Norainu se raidit et regarda sa sœur qui le surplombait. Elle ne reconnut pas ses yeux noirs. Depuis son retour, son frère avait été presque invisible, manquant les repas et les cérémonies. Il avait été impossible pour elle de lui adresser le moindre mot. De fait, c'était la première qu'il la regardait dans les yeux.

« Je m'en vais, sœur. Encore. Mais cette fois je l'ai choisi. Mère a enfin retrouvé un enfant dont elle pourra être fière et je suis sûr que vous serez tous très heureux ici sans moi.
_Pourquoi ?
_Pourquoi je pars ? » Norainu avait ce ton solennel des adolescents sincères. Sachi se rendit compte à quel point il avait grandit. Il continua : « Je pars parce que je ne veux pas être comme mère et qu'elle ne me le permet pas. Je pars parce que je ne veux pas finir comme oncle Zenigata. Parce que je ne veux plus participer à cette mascarade lamentable où l'on perd son honneur pour un rien et où on peut le récupérer par le mensonge, le sexe et le sang. Un jeu où l'innocent perd toujours et où le coupable gagne toujours.» Norainu détourna les yeux de sa sœur pour les porter vers l'horizon, au delà des toits de la ville.

« Je vais donc trouver le moyen d'être quelqu'un d'autre, je ne sais pas encore qui. Juste quelqu'un de meilleur sera déjà pas mal. »

Sachi regarda au loin à son tour.
« Je ne te parlais pas de ça. Je te demandais ce qui te faisait croire que nous serions plus heureux sans toi. » Elle ne voulait pas soutenir le regard gênée que son petit frère posait sur elle et resta fixée, elle aussi sur l'horizon. Les lumières de la ville masquaient les étoiles.

Il y eut un long silence. Sachi avait oublié comment on parlait à son frère de ce qu'on avait sur le cœur. Elle voulait lui raconter comment son père était devenu sombre et nihiliste quand lui et leur mère avaient quittés l'île, que c'était autant par pitié que par amour qu'elle avait choisi de rester, juste pour qu'une personne au moins ne l'abandonne pas. Que quand elle l'avait dit à sa mère, elle lui avait fait terriblement mal, comme si elle lui avait dit ne plus vouloir être sa fille. Sachi voulait raconter la guerre à son frère, comment celle-ci n'avait rien à voir avec toutes les guerres des légendes et même celles de la réalité. Comment c'était une guerre sans honneur. Elle voulait lui raconter ce qui se passe quand la fin justifie les moyens et comment leurs tactiques désespérées avaient rendus fous de haine leurs ennemis. Elle voulait lui raconter que son père était mort triste et bientôt plus jeune qu'elle.

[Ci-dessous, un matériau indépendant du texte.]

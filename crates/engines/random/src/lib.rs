//! Random Move Chess Engine
//!
//! Picks uniformly among the legal moves it is handed. Used as the fallback
//! when search records no best move, and as a baseline opponent.

use chess_core::{Engine, GameState, Move, SearchResult};
use rand::seq::SliceRandom;
use rand::{thread_rng, Rng};

#[cfg(test)]
mod lib_tests;

/// Uniformly random move, `None` only for an empty list.
pub fn find_random_move(valid_moves: &[Move]) -> Option<Move> {
    find_random_move_with(valid_moves, &mut thread_rng())
}

/// Same as [`find_random_move`] with a caller-supplied generator, for
/// reproducible games.
pub fn find_random_move_with<R: Rng + ?Sized>(valid_moves: &[Move], rng: &mut R) -> Option<Move> {
    valid_moves.choose(rng).copied()
}

/// A chess engine that plays random legal moves.
#[derive(Debug, Clone, Default)]
pub struct RandomEngine {
    nodes: u64,
}

impl RandomEngine {
    pub fn new() -> Self {
        Self { nodes: 0 }
    }
}

impl Engine for RandomEngine {
    fn search(&mut self, _state: &GameState, valid_moves: &[Move]) -> SearchResult {
        self.nodes = 1;

        SearchResult {
            best_move: find_random_move(valid_moves),
            score: 0,
            depth: 1,
            nodes: self.nodes,
        }
    }

    fn name(&self) -> &str {
        "Random v1.0"
    }

    fn new_game(&mut self) {
        self.nodes = 0;
    }
}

Elle voulait lui hurler qu'elle avait passé 20 ans à vivre une vie de trophée de guerre dans un pays qui n'était pas le sien, une famille qui n'était pas la sienne et qu'elle avait du repousser un homme pendant ces 20 ans car elle ne se jugeait digne que d'une bête pire encore que lui.

Sachi fermait les yeux et serrait les poings. En bas, les gens riaient et buvaient, criant successivement leur chance et leur malchance. Elle finit par réussir à dire :

« Tu sais que j'ai rencontré « Tigre Brûlant » ? »

Norainu sursauta :

« Quoi ?! En vrai ? »

Sachi se mit à sourire mais retenait ses larmes.

«Ah ! Il existe ! Je le savais ! »

La rancœur de Norainu semblait s'être envolée de ses épaules et quelque chose de familier s'était rallumé dans son regard.

« Dit Sachi ! Il ressemblait à quoi ?
_Monte et je te raconte. »

Norainu grimpa jusqu'à son balcon et se posa, assis en tailleur, en face d'elle. Les coudes sur les genoux, la tête entre les mains, il écouta sa grande sœur lui raconter comment était leur héros d'enfance en vrai. Un vieux monsieur heureux entouré de sa femme et de ses enfants. Le genre de monsieur qui n'aurait jamais abandonné sa famille pour une cause absurde.

Mais bien sûr, Sachi était toute seule à pleurer sur son balcon. Norainu était déjà parti depuis longtemps, sans prendre la peine de lui dire au revoir, sans en savoir d'avantage sur leur héros, leur père, ou même elle-même.

Après un court moment passé sur le plancher du balcon, elle se releva et fixa la foule qui avait engloutit son frère. Résolue, elle laissa la brise nocturne sécher ses larmes pour le jour où il reviendrait. Puis elle retourna se coucher.